Isabelle walks away from the cabin, stands behind the bench, and holds on to its back. She takes a number of deep breaths to slow the rush of panic that assaults her — the comparison of who Daniel was and who he is now.
Finally Bev comes out, having gotten Daniel settled on the couch, and finds Isabelle staring out across the meadow.
“He’ll sleep for a while now, I think,” Bev says, her face white with fatigue and worry.
“Do you want me to stay?”
“No, I already closed the bakery for the day. I’ll stay.”
“How do you do this, Bev? Day after day?”
Bev shakes her head and sits down. Isabelle joins her then on the bench. She’s searching the older woman’s face for an answer, even a clue to her grace and strength.
“It’s been so many months for you.”
“It doesn’t feel that long.” And Bev sighs, leans back, and begins to talk. “I married a man I loved with a sort of total fervor. It was a crazy love, I see now, but then I thought that was how you were supposed to feel. We met in college and he was this big, handsome, outgoing guy who made everyone around him feel more alive. I felt like the luckiest girl in the world.”
Isabelle doesn’t say a word. She’s never heard Bev talk about any of the details of her life before Daniel, and she’s hungry for whatever Bev will tell her.
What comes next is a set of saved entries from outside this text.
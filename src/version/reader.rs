//! Extract the version from a described file

use std::path::PathBuf;
use std::sync::Arc;

use tracing::debug;

use crate::cancel::CancellationToken;
use crate::format::FileFormat;
use crate::fs::FileSystem;
use crate::version::descriptor::FileConfig;
use crate::version::error::VersionFileError;

/// Version read from a file, with the descriptor that produced it
#[derive(Debug, Clone, PartialEq, Eq)]
pub struct VersionInfo {
    pub version: String,
    pub path: PathBuf,
    pub format: FileFormat,
    pub field: String,
}

pub struct VersionReader {
    fs: Arc<dyn FileSystem>,
}

impl VersionReader {
    pub fn new(fs: Arc<dyn FileSystem>) -> Self {
        Self { fs }
    }

    pub fn read(
        &self,
        config: &FileConfig,
        cancel: &CancellationToken,
    ) -> Result<VersionInfo, VersionFileError> {
        let locator = config.validate()?;
        let content = self.fs.read_file(&config.path, cancel)?;

        let version = config
            .format
            .adapter()
            .read_bytes(&content, locator)
            .map_err(|e| VersionFileError::format(&config.path, e))?;

        debug!(
            "Read version {} from {} ({})",
            version,
            config.path.display(),
            config.format
        );

        Ok(VersionInfo {
            version,
            path: config.path.clone(),
            format: config.format,
            field: config.field.clone(),
        })
    }
}
//! Storage trait definition

use std::path::{Path, PathBuf};

#[cfg(test)]
use mockall::automock;

use crate::cancel::{CancellationToken, Cancelled};

/// Permissions applied when a write creates a new file
pub const DEFAULT_FILE_PERMISSIONS: u32 = 0o644;

/// Result of a successful `stat`
#[derive(Debug, Clone, Copy, PartialEq, Eq)]
pub struct FileStat {
    pub is_dir: bool,
}

/// One entry of a directory listing
#[derive(Debug, Clone, PartialEq, Eq)]
pub struct DirEntry {
    pub name: String,
    pub is_dir: bool,
}

impl DirEntry {
    pub fn file(name: impl Into<String>) -> Self {
        Self {
            name: name.into(),
            is_dir: false,
        }
    }

    pub fn dir(name: impl Into<String>) -> Self {
        Self {
            name: name.into(),
            is_dir: true,
        }
    }
}

/// Error type for storage operations
#[derive(Debug, thiserror::Error)]
pub enum StorageError {
    #[error("file not found: {}", path.display())]
    NotFound { path: PathBuf },

    #[error("I/O error on {}: {source}", path.display())]
    Io {
        path: PathBuf,
        #[source]
        source: std::io::Error,
    },

    #[error("operation cancelled")]
    Cancelled,
}

impl StorageError {
    pub fn io(path: &Path, source: std::io::Error) -> Self {
        if source.kind() == std::io::ErrorKind::NotFound {
            StorageError::NotFound {
                path: path.to_path_buf(),
            }
        } else {
            StorageError::Io {
                path: path.to_path_buf(),
                source,
            }
        }
    }

    pub fn is_not_found(&self) -> bool {
        matches!(self, StorageError::NotFound { .. })
    }

    pub fn is_cancelled(&self) -> bool {
        matches!(self, StorageError::Cancelled)
    }
}

impl From<Cancelled> for StorageError {
    fn from(_: Cancelled) -> Self {
        StorageError::Cancelled
    }
}

/// Storage used by every reader, writer and walker in this crate
///
/// All operations are synchronous and take the caller's cancellation token.
#[cfg_attr(test, automock)]
pub trait FileSystem: Send + Sync {
    /// Stat a path without reading its contents
    fn stat(&self, path: &Path, cancel: &CancellationToken) -> Result<FileStat, StorageError>;

    /// Read the full contents of a file
    fn read_file(&self, path: &Path, cancel: &CancellationToken) -> Result<Vec<u8>, StorageError>;

    /// Replace the contents of a file, creating it with `permissions` if missing
    fn write_file(
        &self,
        path: &Path,
        contents: &[u8],
        permissions: u32,
        cancel: &CancellationToken,
    ) -> Result<(), StorageError>;

    /// List the direct children of a directory, sorted by name
    fn read_dir(&self, path: &Path, cancel: &CancellationToken)
    -> Result<Vec<DirEntry>, StorageError>;
}

/// Returns true if `path` exists. Any storage error other than cancellation
/// counts as absent.
pub fn exists(
    fs: &dyn FileSystem,
    path: &Path,
    cancel: &CancellationToken,
) -> Result<bool, Cancelled> {
    match fs.stat(path, cancel) {
        Ok(_) => Ok(true),
        Err(StorageError::Cancelled) => Err(Cancelled),
        Err(_) => Ok(false),
    }
}

/// Returns true if `path` exists and is a regular file
pub fn is_file(
    fs: &dyn FileSystem,
    path: &Path,
    cancel: &CancellationToken,
) -> Result<bool, Cancelled> {
    match fs.stat(path, cancel) {
        Ok(stat) => Ok(!stat.is_dir),
        Err(StorageError::Cancelled) => Err(Cancelled),
        Err(_) => Ok(false),
    }
}
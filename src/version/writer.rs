//! Rewrite the version inside a described file

use std::path::Path;
use std::sync::Arc;

use tracing::info;

use crate::cancel::CancellationToken;
use crate::format::FileFormat;
use crate::fs::{DEFAULT_FILE_PERMISSIONS, FileSystem};
use crate::version::descriptor::FileConfig;
use crate::version::error::VersionFileError;

pub struct VersionWriter {
    fs: Arc<dyn FileSystem>,
}

impl VersionWriter {
    pub fn new(fs: Arc<dyn FileSystem>) -> Self {
        Self { fs }
    }

    /// Replace the version in the file described by `config` with `new_value`.
    ///
    /// Raw files are created if missing; every other format needs the
    /// existing content.
    pub fn write(
        &self,
        config: &FileConfig,
        new_value: &str,
        cancel: &CancellationToken,
    ) -> Result<(), VersionFileError> {
        let locator = config.validate()?;

        let content = match config.format {
            FileFormat::Raw => Vec::new(),
            _ => self.fs.read_file(&config.path, cancel)?,
        };

        let updated = config
            .format
            .adapter()
            .write_bytes(&content, locator, new_value)
            .map_err(|e| VersionFileError::format(&config.path, e))?;

        self.fs.write_file(
            &config.path,
            &updated,
            DEFAULT_FILE_PERMISSIONS,
            cancel,
        )?;

        info!("Updated {} to {}", config.path.display(), new_value);
        Ok(())
    }

    /// Whether `path` exists. Only stats the file.
    pub fn exists(&self, path: &Path, cancel: &CancellationToken) -> Result<bool, VersionFileError> {
        Ok(crate::fs::exists(self.fs.as_ref(), path, cancel)?)
    }
}
use std::path::PathBuf;

use thiserror::Error;

use crate::cancel::Cancelled;
use crate::format::{FileFormat, FormatError, UnknownFormat};
use crate::fs::StorageError;

#[derive(Debug, Error)]
pub enum VersionFileError {
    #[error("file path must not be empty")]
    EmptyPath,

    #[error("{format} format requires a field address")]
    MissingField { format: FileFormat },

    #[error("{format} format does not take a field address (got '{field}')")]
    UnexpectedField { format: FileFormat, field: String },

    #[error("regex format requires a pattern")]
    MissingPattern,

    #[error(transparent)]
    UnknownFormat(#[from] UnknownFormat),

    #[error("{}: {source}", path.display())]
    Format {
        path: PathBuf,
        #[source]
        source: FormatError,
    },

    #[error(transparent)]
    Storage(StorageError),

    #[error("operation cancelled")]
    Cancelled,
}

impl VersionFileError {
    pub fn format(path: impl Into<PathBuf>, source: impl Into<FormatError>) -> Self {
        VersionFileError::Format {
            path: path.into(),
            source: source.into(),
        }
    }

    pub fn is_cancelled(&self) -> bool {
        matches!(self, VersionFileError::Cancelled)
    }

    /// Caller misuse: the descriptor itself is invalid
    pub fn is_config_error(&self) -> bool {
        matches!(
            self,
            VersionFileError::EmptyPath
                | VersionFileError::MissingField { .. }
                | VersionFileError::UnexpectedField { .. }
                | VersionFileError::MissingPattern
                | VersionFileError::UnknownFormat(_)
        )
    }
}

impl From<StorageError> for VersionFileError {
    fn from(error: StorageError) -> Self {
        match error {
            StorageError::Cancelled => VersionFileError::Cancelled,
            other => VersionFileError::Storage(other),
        }
    }
}

impl From<Cancelled> for VersionFileError {
    fn from(_: Cancelled) -> Self {
        VersionFileError::Cancelled
    }
}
“Right after our first son was born, Ned fell into a depression that completely incapacitated him. He couldn’t get out of bed. He wouldn’t eat or shower or get dressed. I had a newborn to take care of. Now, I don’t feel like that’s enough of an excuse for what I did, but then I didn’t see any alternative. The doctors all told me…and so I hospitalized him for several months, and then he came home. And then it happened again. And then we had some good years, and then the medications stopped working and he was back in the hospital again.”